## Activity
Determine how many of the lines below hold the word "structural". Give the number and nothing else.
*** Opening Extracted material ***
//! Container Module
//!
//! The engine handle that coordinates all components.
//!
//! ## Responsibilities
//! - Open, create and close the host file
//! - Route lookups through the directory and reads through the record store
//! - Run the replacement protocol so the index and free list stay consistent
//! - Insert and remove records

use std::fmt;
use std::fs::OpenOptions;
use std::path::Path;
use std::time::{SystemTime, UNIX_EPOCH};

use bytes::Buf;

use crate::block::BlockFile;
use crate::check::{self, CheckReport};
use crate::config::Config;
use crate::directory::{Directory, DirectoryNode, Entry, Located};
use crate::error::{DatError, Result};
use crate::header::Header;
use crate::record::RecordStore;

/// Key of the record holding the container's data version
pub const VERSION_RECORD: u32 = 0xFFFF_0001;

/// Steps of the replacement protocol, in order
#[derive(Debug, Clone, Copy, PartialEq, Eq)]
pub enum ReplaceStage {
    Idle,
    CapacityEnsured,
    DataWritten,
    DirectoryRewritten,
    OldFreed,
}

impl fmt::Display for ReplaceStage {
    fn fmt(&self, f: &mut fmt::Formatter<'_>) -> fmt::Result {
        let name = match self {
            ReplaceStage::Idle => "idle",
            ReplaceStage::CapacityEnsured => "capacity ensured",
            ReplaceStage::DataWritten => "data written",
            ReplaceStage::DirectoryRewritten => "directory rewritten",
            ReplaceStage::OldFreed => "old chain freed",
        };
        f.write_str(name)
    }
}

/// An open container
///
/// ## Concurrency Model: single owner
///
/// Every operation, reads included, takes `&mut self` because they all move
/// the one file cursor. Share a container across threads through
/// [`SharedContainer`](crate::shared::SharedContainer).
///
/// ## Durability
/// The header is cached in memory and written back by `flush()`/`close()`.
/// Dropping the handle flushes as well; `close()` is the way to see the
/// error if that write fails.
pub struct Container {
    /// Handle configuration
    config: Config,

    /// Block layer, owning the host file and header state
    blocks: BlockFile,

    /// Data version read from `VERSION_RECORD`
    cached_version: Option<u32>,
}

impl Container {
    /// Open an existing container
    ///
    /// Creates it instead when `create_if_missing` is set and the path does
    /// not exist.
    pub fn open(config: Config) -> Result<Self> {
        if config.create_if_missing && !config.path.exists() {
            return Self::create(config);
        }

        let file = OpenOptions::new().read(true).write(true).open(&config.path)?;
        let blocks = BlockFile::open(file)?
            .with_growth_chunk(config.growth_chunk_bytes)
            .with_sync_on_flush(config.sync_on_flush);

        tracing::info!("Opened container {}: {}", config.path.display(), blocks.header());

        Ok(Self {
            config,
            blocks,
            cached_version: None,
        })
    }

    /// Open with a path (convenience method)
    ///
    /// Uses default config with the specified path
    pub fn open_path(path: &Path) -> Result<Self> {
        let config = Config::builder().path(path).build();
        Self::open(config)
    }

    /// Create a new container at `config.path`
    ///
    /// Fails if the file already exists. The new container has one growth
    /// chunk of free space and an empty root directory.
    pub fn create(config: Config) -> Result<Self> {
        config.validate()?;

        let file = OpenOptions::new()
            .read(true)
            .write(true)
            .create_new(true)
            .open(&config.path)?;

        let header = Header::new(config.block_size, config.content_type, config.content_subtype);
        let mut blocks = BlockFile::create(file, header)?
            .with_growth_chunk(config.growth_chunk_bytes)
            .with_sync_on_flush(config.sync_on_flush);

        let root = blocks.allocate_chain(&DirectoryNode::empty(0).encode())?;
        blocks.header_mut().root_offset = root.head;
        blocks.flush()?;

        tracing::info!("Created container {}: {}", config.path.display(), blocks.header());

        Ok(Self {
            config,
            blocks,
            cached_version: None,
        })
    }

    // =========================================================================
    // Lookups and Reads
    // =========================================================================

    /// Directory entry for `key`, `None` when absent
    pub fn lookup(&mut self, key: u32) -> Result<Option<Entry>> {
        Ok(self.locate(key)?.map(|located| *located.entry()))
    }

    /// Entry for `key` together with the node that owns it
    pub fn locate(&mut self, key: u32) -> Result<Option<Located>> {
        Directory::new(&mut self.blocks).lookup(key)
    }

    /// Bytes of the record `key`, `None` when absent
    pub fn read(&mut self, key: u32) -> Result<Option<Vec<u8>>> {
        match self.lookup(key)? {
            Some(entry) => self.read_entry(&entry).map(Some),
            None => Ok(None),
        }
    }

    /// Bytes of the record described by `entry`
    pub fn read_entry(&mut self, entry: &Entry) -> Result<Vec<u8>> {
        RecordStore::new(&mut self.blocks).read(entry)
    }

    /// All entries in ascending key order
    pub fn entries(&mut self) -> Result<Vec<Entry>> {
        Directory::new(&mut self.blocks).entries()
    }

    /// The root directory node
    pub fn root(&mut self) -> Result<DirectoryNode> {
        let offset = self.blocks.header().root_offset;
        DirectoryNode::load(&mut self.blocks, offset)
    }

    /// Data version stored in the first word of `VERSION_RECORD`
    pub fn data_version(&mut self) -> Result<Option<u32>> {
        if let Some(version) = self.cached_version {
            return Ok(Some(version));
        }

        let entry = match self.lookup(VERSION_RECORD)? {
            Some(entry) => entry,
            None => return Ok(None),
        };
        let data = self.read_entry(&entry)?;
        if data.len() < 4 {
            return Err(DatError::TruncatedData {
                head: entry.offset,
                expected: 4,
                available: data.len() as u64,
            });
        }

        let version = (&data[..]).get_u32_le();
        self.cached_version = Some(version);
        Ok(Some(version))
    }

    // =========================================================================
    // Mutations
    // =========================================================================

    /// Replace the bytes of record `key`
    ///
    /// Fails with `KeyNotFound` when the key is absent. Returns the updated
    /// entry.
    pub fn replace(&mut self, key: u32, data: &[u8]) -> Result<Entry> {
        let located = self.locate(key)?.ok_or(DatError::KeyNotFound(key))?;
        self.replace_located(located, data)
    }

    /// Replace the bytes of an already located record
    ///
    /// New data goes into free blocks, the owning node is rewritten in
    /// place, and only then is the old chain reclaimed. An error between the
    /// last two steps leaks the old chain but leaves every lookup valid.
    pub fn replace_located(&mut self, mut located: Located, data: &[u8]) -> Result<Entry> {
        let key = located.entry().identifier;
        let mut stage = ReplaceStage::Idle;

        let result = self.run_replacement(&mut located, data, &mut stage);
        if let Err(e) = &result {
            tracing::warn!("Replacement of {:#010x} stopped after stage '{}': {}", key, stage, e);
        }
        result?;

        if key == VERSION_RECORD {
            self.cached_version = None;
        }
        Ok(*located.entry())
    }

    fn run_replacement(&mut self, located: &mut Located, data: &[u8], stage: &mut ReplaceStage) -> Result<()> {
        let size = record_size(data)?;

        self.blocks.ensure_capacity((data.len() as u64).max(1))?;
        *stage = ReplaceStage::CapacityEnsured;

        let old_head = located.entry().offset;
        let new_head = self.blocks.header().first_free_block;
        {
            let entry = located.entry_mut();
            entry.offset = new_head;
            entry.size = size;
        }
        RecordStore::new(&mut self.blocks).write(new_head, data)?;
        *stage = ReplaceStage::DataWritten;

        Directory::new(&mut self.blocks).update(located)?;
        *stage = ReplaceStage::DirectoryRewritten;

        self.blocks.reclaim(old_head)?;
        *stage = ReplaceStage::OldFreed;

        tracing::debug!(
            "Replaced {:#010x}: {:#010x} -> {:#010x}, {} bytes",
            located.entry().identifier,
            old_head,
            new_head,
            size
        );
        Ok(())
    }

    /// Add a new record
    ///
    /// Fails with `DuplicateKey` if `key` exists. The entry is stamped with
    /// the current time.
    pub fn insert(&mut self, key: u32, data: &[u8]) -> Result<Entry> {
        let size = record_size(data)?;
        if self.lookup(key)?.is_some() {
            return Err(DatError::DuplicateKey(key));
        }

        let written = RecordStore::new(&mut self.blocks).write_new(data)?;
        let entry = Entry {
            identifier: key,
            offset: written.head,
            size,
            timestamp: unix_now(),
        };

        if let Err(e) = Directory::new(&mut self.blocks).insert(entry) {
            self.blocks.reclaim(written.head)?;
            return Err(e);
        }

        if key == VERSION_RECORD {
            self.cached_version = None;
        }
        tracing::debug!("Inserted {}", entry);
        Ok(entry)
    }

    /// Remove record `key`, returning its former entry
    pub fn remove(&mut self, key: u32) -> Result<Entry> {
        let entry = Directory::new(&mut self.blocks).remove(key)?;
        self.blocks.reclaim(entry.offset)?;

        if key == VERSION_RECORD {
            self.cached_version = None;
        }
        tracing::debug!("Removed {}", entry);
        Ok(entry)
    }

    // =========================================================================
    // Lifecycle
    // =========================================================================

    /// Persist the header if it changed
    pub fn flush(&mut self) -> Result<()> {
        self.blocks.flush()
    }

    /// Flush and close the container
    pub fn close(mut self) -> Result<()> {
        self.flush()?;
        tracing::info!("Closed container {}", self.config.path.display());
        Ok(())
    }

    /// Verify the container's structural invariants
    pub fn check(&mut self) -> Result<CheckReport> {
        check::check(&mut self.blocks)
    }

    // =========================================================================
    // Accessors (for testing and debugging)
    // =========================================================================

    pub fn header(&self) -> &Header {
        self.blocks.header()
    }

    /// Bytes available on the free list
    pub fn free_space(&self) -> u64 {
        self.blocks.free_space_bytes()
    }

    pub fn path(&self) -> &Path {
        &self.config.path
    }

    pub fn config(&self) -> &Config {
        &self.config
    }

    /// Low-level block access
    pub fn blocks(&mut self) -> &mut BlockFile {
        &mut self.blocks
    }
}

fn record_size(data: &[u8]) -> Result<u32> {
    u32::try_from(data.len()).map_err(|_| DatError::AddressSpaceExhausted {
        requested: data.len() as u64,
    })
}

fn unix_now() -> u32 {
    SystemTime::now()
        .duration_since(UNIX_EPOCH)
        .map(|d| d.as_secs() as u32)
        .unwrap_or(0)
}
//! datctl
//!
//! Command-line tool for inspecting and editing block containers.

use std::fs;
use std::path::PathBuf;
use std::process;

use blockdat::config::DEFAULT_BLOCK_SIZE;
use blockdat::{Config, Container, DatError, Result};
use clap::{Parser, Subcommand};
use tracing_subscriber::{fmt, EnvFilter};

/// Block container tool
#[derive(Parser, Debug)]
#[command(name = "datctl")]
#[command(about = "Inspect and edit block-chained record containers")]
#[command(version)]
struct Args {
    /// Container file
    #[arg(short, long, default_value = "./portal.dat")]
    file: PathBuf,

    #[command(subcommand)]
    command: Commands,
}

#[derive(Subcommand, Debug)]
enum Commands {
    /// Create a new, empty container
    Create {
        /// Block size in bytes (pointer included)
        #[arg(short, long, default_value_t = DEFAULT_BLOCK_SIZE)]
        block_size: u32,
    },

    /// Print the header
    Info,

    /// List every directory entry
    List,

    /// Write a record's bytes to a file
    Get {
        /// Record key (hex, e.g. 0x41000000)
        #[arg(value_parser = parse_key)]
        key: u32,

        /// Output path
        output: PathBuf,
    },

    /// Add a record from a file
    Insert {
        #[arg(value_parser = parse_key)]
        key: u32,

        /// Input path
        input: PathBuf,
    },

    /// Replace a record's bytes with a file's contents
    Replace {
        #[arg(value_parser = parse_key)]
        key: u32,

        /// Input path
        input: PathBuf,
    },

    /// Remove a record
    Remove {
        #[arg(value_parser = parse_key)]
        key: u32,
    },

    /// Verify structural invariants
    Check,
}

fn main() {
    // Initialize tracing/logging
    let filter = EnvFilter::try_from_default_env()
        .unwrap_or_else(|_| EnvFilter::new("info,blockdat=debug"));

    fmt().with_env_filter(filter).with_target(true).init();

    let args = Args::parse();

    if let Err(e) = run(args) {
        tracing::error!("{}", e);
        process::exit(1);
    }
}

fn run(args: Args) -> Result<()> {
    if let Commands::Create { block_size } = args.command {
        let config = Config::builder().path(&args.file).block_size(block_size).build();
        return Container::create(config)?.close();
    }

    let mut container = Container::open_path(&args.file)?;

    match args.command {
        // Handled above
        Commands::Create { .. } => {}
        Commands::Info => {
            println!("file: {}, {}", args.file.display(), container.header());
            if let Some(version) = container.data_version()? {
                println!("dataVersion: {}", version);
            }
        }
        Commands::List => {
            for entry in container.entries()? {
                println!("{}", entry);
            }
        }
        Commands::Get { key, output } => match container.read(key)? {
            Some(data) => {
                fs::write(&output, &data)?;
                tracing::info!("Wrote {} bytes to {}", data.len(), output.display());
            }
            None => return Err(DatError::KeyNotFound(key)),
        },
        Commands::Insert { key, input } => {
            let data = fs::read(&input)?;
            println!("{}", container.insert(key, &data)?);
        }
        Commands::Replace { key, input } => {
            let data = fs::read(&input)?;
            println!("{}", container.replace(key, &data)?);
        }
        Commands::Remove { key } => {
            println!("{}", container.remove(key)?);
        }
        Commands::Check => {
            let report = container.check()?;
            println!("{:#?}", report);
        }
    }

    container.close()
}

/// Parse a key given in hex, with or without a `0x` prefix
fn parse_key(s: &str) -> std::result::Result<u32, String> {
    let digits = s.trim_start_matches("0x").trim_start_matches("0X");
    u32::from_str_radix(digits, 16).map_err(|e| format!("invalid key '{}': {}", s, e))
}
*** Closing Extracted material ***
## Output for this task
2